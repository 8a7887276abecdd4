//! Wire shapes returned by the two backends and their conversion into
//! [`TrackedItem`]s.

use crate::executor::{Connection, Login};
use crate::types::{item_ref, synthetic_id, PipelineDescriptor, TrackedItem};
use chrono::{DateTime, Utc};
use serde::Deserialize;

// ---------------------------------------------------------------------------
// Primary tracker
// ---------------------------------------------------------------------------

#[derive(Debug, Clone, Deserialize)]
#[serde(rename_all = "camelCase")]
pub struct IssueRepository {
    #[serde(default)]
    pub gh_id: Option<i64>,
    pub name: String,
    #[serde(default)]
    pub owner_name: String,
}

#[derive(Debug, Clone, Default, Deserialize)]
pub struct PipelineMembership {
    #[serde(default)]
    pub pipeline: Option<PipelineDescriptor>,
}

/// An issue or pull request as the primary tracker reports it.
#[derive(Debug, Clone, Deserialize)]
#[serde(rename_all = "camelCase")]
pub struct IssueRecord {
    pub id: String,
    pub number: u64,
    pub title: String,
    #[serde(default)]
    pub created_at: Option<DateTime<Utc>>,
    pub updated_at: DateTime<Utc>,
    /// Last activity on the secondary host, as mirrored by the tracker.
    #[serde(default)]
    pub gh_updated_at: Option<DateTime<Utc>>,
    #[serde(default)]
    pub pull_request: bool,
    pub repository: IssueRepository,
    #[serde(default)]
    pub assignees: Connection<Login>,
    #[serde(default)]
    pub pipeline_issue: Option<PipelineMembership>,
}

impl IssueRecord {
    /// Pipeline the record currently sits in, per its own membership data.
    pub fn placement(&self) -> Option<&str> {
        self.pipeline_issue
            .as_ref()
            .and_then(|m| m.pipeline.as_ref())
            .map(|p| p.name.as_str())
    }

    pub fn into_item(self, fallback_placement: &str) -> TrackedItem {
        let placement = self
            .placement()
            .unwrap_or(fallback_placement)
            .to_string();
        TrackedItem {
            reference: item_ref(&self.repository.name, self.number),
            id: self.id,
            number: self.number,
            title: self.title,
            placement,
            updated_at: self.updated_at,
            secondary_updated_at: self.gh_updated_at,
            created_at: self.created_at,
            assignees: self.assignees.nodes.into_iter().map(|l| l.login).collect(),
            repo_name: self.repository.name,
            repo_owner: self.repository.owner_name,
            repo_external_id: self.repository.gh_id,
            is_pr: self.pull_request,
            is_cross_source_item: false,
            cross_reference: None,
            events: Vec::new(),
        }
    }
}

// ---------------------------------------------------------------------------
// Secondary host
// ---------------------------------------------------------------------------

#[derive(Debug, Clone, Deserialize)]
#[serde(rename_all = "camelCase")]
pub struct SearchRepository {
    pub name: String,
    #[serde(default)]
    pub database_id: Option<i64>,
    pub owner: Login,
}

#[derive(Debug, Clone, Deserialize)]
#[serde(rename_all = "camelCase")]
pub struct SearchItem {
    pub number: u64,
    pub title: String,
    #[serde(default)]
    pub created_at: Option<DateTime<Utc>>,
    pub updated_at: DateTime<Utc>,
    pub repository: SearchRepository,
    #[serde(default)]
    pub assignees: Connection<Login>,
}

/// One search hit. Discussions and other result kinds decode as `Other`.
#[derive(Debug, Clone, Deserialize)]
#[serde(tag = "__typename")]
pub enum SearchNode {
    Issue(SearchItem),
    PullRequest(SearchItem),
    #[serde(other)]
    Other,
}

impl SearchNode {
    /// Convert a hit into an item placed in `placement` under a synthetic id.
    pub fn into_item(self, placement: &str) -> Option<TrackedItem> {
        let (hit, is_pr) = match self {
            SearchNode::Issue(hit) => (hit, false),
            SearchNode::PullRequest(hit) => (hit, true),
            SearchNode::Other => return None,
        };
        let owner = hit.repository.owner.login;
        Some(TrackedItem {
            id: synthetic_id(&owner, &hit.repository.name, hit.number),
            reference: item_ref(&hit.repository.name, hit.number),
            number: hit.number,
            title: hit.title,
            placement: placement.to_string(),
            updated_at: hit.updated_at,
            secondary_updated_at: Some(hit.updated_at),
            created_at: hit.created_at,
            assignees: hit.assignees.nodes.into_iter().map(|l| l.login).collect(),
            repo_name: hit.repository.name,
            repo_owner: owner,
            repo_external_id: hit.repository.database_id,
            is_pr,
            is_cross_source_item: true,
            cross_reference: None,
            events: Vec::new(),
        })
    }
}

----------

Every line that contains the string "host" should be returned from the data.

    /// Last activity on the secondary host, as mirrored by the tracker.
// Secondary host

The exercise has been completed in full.